Yeah, but our school doesn't really prepare students for college or university. We have AP ("college-level" classes) classes, but my school district is severely poor and hampered by inefficent bureaucracy and organization. If a student needs guidance or advice on planning for the future, they are on their own. That's why all the advanced students in my school stick together and are like a family, despite still being in competition with each other (since we rank).

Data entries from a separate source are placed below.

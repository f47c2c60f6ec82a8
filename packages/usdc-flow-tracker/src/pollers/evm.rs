//! EVM poller
//!
//! - Deposit source: wait for the burn receipt, decode `MessageSent` from the
//!   message transmitter, verify it against the flow, then wait for the
//!   attestation.
//! - Payment destination: scan `eth_getLogs` in fixed-size chunks for the mint,
//!   preferring the nonce-indexed `MessageReceived` and falling back to a USDC
//!   `Transfer` from the zero address.

use std::sync::Arc;

use alloy::primitives::{Address, B256};
use tracing::{debug, info, warn};

use crate::address::{address_to_word, recipient_matches};
use crate::codec::{
    decode_burn_message, decode_message, decode_message_received, extract_abi_bytes, word_to_u128,
};
use crate::error::PollError;
use crate::hash::{event_topic, lookup_id, parse_bytes32, to_hex_prefixed};
use crate::pollers::{PollContext, PollParams, PollResult, PollerDeps, Progress};
use crate::rpc::{EvmLog, EvmRpc, LogQuery};
use crate::types::{stages, ChainKey, FlowPosition};

pub const MESSAGE_SENT_SIGNATURE: &str = "MessageSent(bytes)";
pub const MESSAGE_RECEIVED_SIGNATURE: &str = "MessageReceived(address,uint32,uint64,bytes32,bytes)";
pub const DEPOSIT_FOR_BURN_SIGNATURE: &str =
    "DepositForBurn(uint64,address,uint256,address,bytes32,uint32,bytes32,bytes32)";
pub const TRANSFER_SIGNATURE: &str = "Transfer(address,address,uint256)";

pub const DEFAULT_LOG_CHUNK_SIZE: u64 = 2_000;

#[derive(Debug, Clone)]
pub struct EvmPollerConfig {
    pub message_transmitter: Address,
    pub token_messenger: Address,
    pub usdc: Address,
    /// CCTP domain of this EVM chain.
    pub domain: u32,
    pub noble_domain: u32,
    pub log_chunk_size: u64,
    /// How far behind head to start a mint scan when no start block is known.
    pub lookback_blocks: u64,
}

pub struct EvmPoller {
    rpc: Arc<dyn EvmRpc>,
    deps: Arc<PollerDeps>,
    config: EvmPollerConfig,
}

/// Where a mint was found.
#[derive(Debug, Clone, Copy, PartialEq, Eq)]
struct MintHit {
    tx_hash: Option<B256>,
    block_number: Option<u64>,
}

fn topic(signature: &str) -> B256 {
    B256::from(event_topic(signature))
}

/// A `uint64` indexed topic.
fn nonce_topic(nonce: u64) -> B256 {
    let mut word = [0u8; 32];
    word[24..].copy_from_slice(&nonce.to_be_bytes());
    B256::from(word)
}

impl EvmPoller {
    pub fn new(rpc: Arc<dyn EvmRpc>, deps: Arc<PollerDeps>, config: EvmPollerConfig) -> Self {
        Self { rpc, deps, config }
    }

    pub async fn poll(&self, params: PollParams) -> PollResult {
        let mut progress = Progress::default();
        let outcome = match params.flow_type.position_of(ChainKey::Evm) {
            FlowPosition::Source => self.poll_burn(&params, &mut progress).await,
            FlowPosition::Destination => self.poll_mint(&params, &mut progress).await,
            FlowPosition::Intermediate => Err(PollError::polling(
                "unsupported_position",
                "EVM is never an intermediate chain",
            )),
        };
        if let Err(e) = &outcome {
            warn!(flow_id = %params.flow_id, chain = "evm", error = %e, "EVM poll ended without success");
        }
        progress.finish(outcome)
    }

    // ========================================================================
    // Deposit source: burn + attestation
    // ========================================================================

    async fn poll_burn(&self, params: &PollParams, progress: &mut Progress) -> Result<(), PollError> {
        let ctx = PollContext::new(params, &self.deps.retry);

        if params.stage_done(stages::EVM_BURN_CONFIRMED) {
            if let Some(hash) = params.metadata.message_hash.clone() {
                progress.found = true;
                return ctx.await_attestation(&self.deps, &hash, progress).await;
            }
        }

        let tx_hash_str = params
            .chain_params
            .tx_hash
            .clone()
            .or_else(|| params.metadata.source_tx_hash.clone())
            .unwrap_or_else(|| params.flow_id.clone());
        let tx_hash = B256::from(parse_bytes32(&tx_hash_str).map_err(|e| PollError::decode(&e))?);
        let tx_hex = to_hex_prefixed(tx_hash.as_slice());

        let receipt = loop {
            ctx.check()?;
            let receipt = ctx
                .call("eth_getTransactionReceipt", || self.rpc.transaction_receipt(tx_hash))
                .await?;
            match receipt {
                Some(receipt) => break receipt,
                None => {
                    debug!(flow_id = %params.flow_id, tx_hash = %tx_hex, "Burn not mined yet");
                    ctx.pause().await?;
                }
            }
        };

        progress.found = true;
        progress.metadata.source_tx_hash = Some(tx_hex.clone());
        if !receipt.success {
            return Err(PollError::tx_error(
                "transaction_reverted",
                format!("burn transaction {} reverted", tx_hex),
            ));
        }

        let message_sent = topic(MESSAGE_SENT_SIGNATURE);
        let Some(log) = receipt
            .logs
            .iter()
            .find(|l| l.address == self.config.message_transmitter && l.topics.first() == Some(&message_sent))
        else {
            if let Some(nonce) = self.deposit_for_burn_nonce(&receipt.logs) {
                progress.metadata.nonce = Some(nonce);
            }
            return Err(PollError::polling(
                "message_extraction_failed",
                format!("message extraction failed: no MessageSent log in {}", tx_hex),
            ));
        };

        let raw = extract_abi_bytes(&log.data).map_err(|e| PollError::decode(&e))?;
        let message = decode_message(&raw).map_err(|e| PollError::decode(&e))?;
        let burn = message.burn_message().map_err(|e| PollError::decode(&e))?;

        let expected_domain = params
            .metadata
            .destination_domain
            .unwrap_or(self.config.noble_domain);
        if message.destination_domain != expected_domain {
            return Err(PollError::tx_error(
                "destination_domain_mismatch",
                format!(
                    "message targets domain {}, expected {}",
                    message.destination_domain, expected_domain
                ),
            ));
        }
        let amount = burn.amount_u128();
        if let Some(expected) = params.metadata.amount {
            if amount != Some(expected) {
                return Err(PollError::tx_error(
                    "amount_mismatch",
                    format!("burned {} but expected {}", burn.amount, expected),
                ));
            }
        }
        if let Some(forwarding) = params.metadata.forwarding_address.as_deref() {
            let matches = recipient_matches(&burn.mint_recipient, forwarding)
                .map_err(|e| PollError::polling("invalid_address", e))?;
            if !matches {
                return Err(PollError::tx_error(
                    "recipient_mismatch",
                    format!("mint recipient does not match {}", forwarding),
                ));
            }
        }

        let message_hash = to_hex_prefixed(&lookup_id(&raw));
        let meta = &mut progress.metadata;
        meta.nonce = Some(message.nonce);
        meta.source_domain = Some(message.source_domain);
        meta.destination_domain = Some(message.destination_domain);
        meta.amount = amount;
        meta.message_bytes = Some(to_hex_prefixed(&raw));
        meta.message_hash = Some(message_hash.clone());
        meta.burn_tx_hash = Some(tx_hex.clone());

        let block = self
            .deps
            .blocks
            .resolve(
                self.rpc.as_ref(),
                receipt.block_number.into(),
                Some(tx_hex.clone()),
                &params.cancel,
            )
            .await;
        progress.details.extend(block.into_details());
        progress.stage(stages::EVM_BURN_CONFIRMED, Some(tx_hex.clone()));
        info!(
            flow_id = %params.flow_id,
            tx_hash = %tx_hex,
            nonce = message.nonce,
            message_hash = %message_hash,
            "Burn confirmed"
        );

        ctx.await_attestation(&self.deps, &message_hash, progress).await
    }

    /// Nonce from a `DepositForBurn` log (topic1) emitted by the token messenger.
    fn deposit_for_burn_nonce(&self, logs: &[EvmLog]) -> Option<u64> {
        let deposit = topic(DEPOSIT_FOR_BURN_SIGNATURE);
        logs.iter()
            .find(|l| l.address == self.config.token_messenger && l.topics.first() == Some(&deposit))
            .and_then(|l| l.topics.get(1))
            .and_then(|t| word_to_u128(t.as_slice()))
            .and_then(|n| u64::try_from(n).ok())
    }

    // ========================================================================
    // Payment destination: chunked mint scan
    // ========================================================================

    async fn poll_mint(&self, params: &PollParams, progress: &mut Progress) -> Result<(), PollError> {
        let ctx = PollContext::new(params, &self.deps.retry);
        let metadata = &params.metadata;

        if metadata.nonce.is_none() && (metadata.recipient.is_none() || metadata.amount.is_none()) {
            return Err(PollError::polling(
                "missing_metadata",
                "mint scan needs a nonce, or a recipient and an amount",
            ));
        }

        let mut from = match params.chain_params.start_block.or(metadata.start_block) {
            Some(block) => block,
            None => {
                let head = ctx.call("eth_blockNumber", || self.rpc.block_number()).await?;
                head.saturating_sub(self.config.lookback_blocks)
            }
        };
        let chunk = self.config.log_chunk_size.max(1);

        loop {
            ctx.check()?;
            let head = ctx.call("eth_blockNumber", || self.rpc.block_number()).await?;

            while from <= head {
                ctx.check()?;
                let to = head.min(from.saturating_add(chunk - 1));
                if let Some(hit) = self.scan_chunk(&ctx, params, from, to).await? {
                    return self.record_mint(params, progress, hit).await;
                }
                from = to + 1;
            }

            debug!(flow_id = %params.flow_id, next_block = from, head, "Mint scan caught up");
            ctx.pause().await?;
        }
    }

    async fn scan_chunk(
        &self,
        ctx: &PollContext<'_>,
        params: &PollParams,
        from: u64,
        to: u64,
    ) -> Result<Option<MintHit>, PollError> {
        let metadata = &params.metadata;

        let query = match metadata.nonce {
            Some(nonce) => LogQuery {
                address: self.config.message_transmitter,
                topic0: topic(MESSAGE_RECEIVED_SIGNATURE),
                topic1: None,
                topic2: Some(nonce_topic(nonce)),
                from_block: from,
                to_block: to,
            },
            None => {
                let recipient = metadata.recipient.as_deref().unwrap_or_default();
                let word = address_to_word(recipient)
                    .map_err(|e| PollError::polling("invalid_address", e))?;
                LogQuery {
                    address: self.config.usdc,
                    topic0: topic(TRANSFER_SIGNATURE),
                    topic1: Some(B256::ZERO),
                    topic2: Some(B256::from(word)),
                    from_block: from,
                    to_block: to,
                }
            }
        };

        let mut logs = ctx.call("eth_getLogs", || self.rpc.get_logs(&query)).await?;
        logs.retain(|l| l.matches(&query));
        logs.sort_by_key(|l| (l.block_number, l.log_index));

        for log in &logs {
            let hit = if metadata.nonce.is_some() {
                self.check_message_received(params, log)?
            } else {
                self.check_transfer(params, log)
            };
            if hit {
                return Ok(Some(MintHit {
                    tx_hash: log.transaction_hash,
                    block_number: log.block_number,
                }));
            }
        }
        Ok(None)
    }

    /// A nonce-matching `MessageReceived` from the expected domain must carry
    /// a burn for the expected recipient and amount.
    fn check_message_received(&self, params: &PollParams, log: &EvmLog) -> Result<bool, PollError> {
        let metadata = &params.metadata;
        let data = decode_message_received(&log.data).map_err(|e| PollError::decode(&e))?;

        let expected_domain = metadata.source_domain.unwrap_or(self.config.noble_domain);
        if data.source_domain != expected_domain {
            return Ok(false);
        }

        let burn = decode_burn_message(&data.message_body)
            .map_err(|e| PollError::decode(&e))?;
        if let Some(expected) = metadata.amount {
            if burn.amount_u128() != Some(expected) {
                return Err(PollError::tx_error(
                    "amount_mismatch",
                    format!("minted {} but expected {}", burn.amount, expected),
                ));
            }
        }
        if let Some(recipient) = metadata.recipient.as_deref() {
            let matches = recipient_matches(&burn.mint_recipient, recipient)
                .map_err(|e| PollError::polling("invalid_address", e))?;
            if !matches {
                return Err(PollError::tx_error(
                    "recipient_mismatch",
                    format!("mint recipient does not match {}", recipient),
                ));
            }
        }
        Ok(true)
    }

    /// A mint-like `Transfer` must move exactly the expected amount.
    fn check_transfer(&self, params: &PollParams, log: &EvmLog) -> bool {
        params.metadata.amount.is_some() && word_to_u128(&log.data) == params.metadata.amount
    }

    async fn record_mint(
        &self,
        params: &PollParams,
        progress: &mut Progress,
        hit: MintHit,
    ) -> Result<(), PollError> {
        let tx_hex = hit.tx_hash.map(|h| to_hex_prefixed(h.as_slice()));
        progress.found = true;
        progress.metadata.destination_tx_hash = tx_hex.clone();
        progress.metadata.block_number = hit.block_number;

        let block = self
            .deps
            .blocks
            .resolve(
                self.rpc.as_ref(),
                hit.block_number.into(),
                tx_hex.clone(),
                &params.cancel,
            )
            .await;
        progress.details.extend(block.into_details());
        progress.stage(stages::EVM_MINT_CONFIRMED, tx_hex.clone());
        info!(
            flow_id = %params.flow_id,
            tx_hash = tx_hex.as_deref().unwrap_or("unknown"),
            block = hit.block_number,
            "Mint confirmed"
        );
        Ok(())
    }
}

I would love field trips like that too. But it's nearly impossible for trips to be approved here, even if they are educational. And when they do, they are usually after school or on the weekends and the students and teachers have to raise funds themselves for transportion and everything else.


----------



## MattsBettas (Dec 18, 2012)

Oh my gosh syriiven. I want either one of these that I can frame or a poster. How much?


----------



## Syriiven (Aug 15, 2012)

^^' They're free....since they really are doodles and took no true effort on my part. But I can make copies and mail them. Or I can take proper photos so you can get prints of whatever size you want =) Spose I should sign them xD 

I love that people like them tho =)


----------



## MattsBettas (Dec 18, 2012)

There amazing. I'm in Alberta too, so I'm sure we will meet at some point after I breed or mailing them wouldn't be tons either.


----------



## Syriiven (Aug 15, 2012)

Nope, mailing wouldn't be bad at all =) But I have a spade tail I was working on and I'll upload a pic of that here too. If you want I can attempt other tail-types if you want. Making them custom per fish would be difficult, but yea. And do you like the colors? Cuz I could do it in just one color or black if you want.


----------



## MattsBettas (Dec 18, 2012)

Doesn't have to be custom, and I like the blue/green combination.


----------



## Syriiven (Aug 15, 2012)

=D Me too ! I'll make somemore this weekend and take proper photos and let you decide what you like.


----------



## bettacrazygirl86 (Jan 21, 2013)

If I was willing to get a tattoo, I would totally get one of the first picture you posted! I love it.


----------



## Syriiven (Aug 15, 2012)

*Update: Better Pics, New Designs*

Delta Proper Pic








Spadetail








Doubletail








Double-Veiltail








Imbellis?Or just PK again?








EE PK? >.<








Crowntail


----------



## MattsBettas (Dec 18, 2012)

Aaaaaahhhhhhhh those are so awesome! I like them all!


----------



## Syriiven (Aug 15, 2012)

I'd be happy to do them up for you Matt =) 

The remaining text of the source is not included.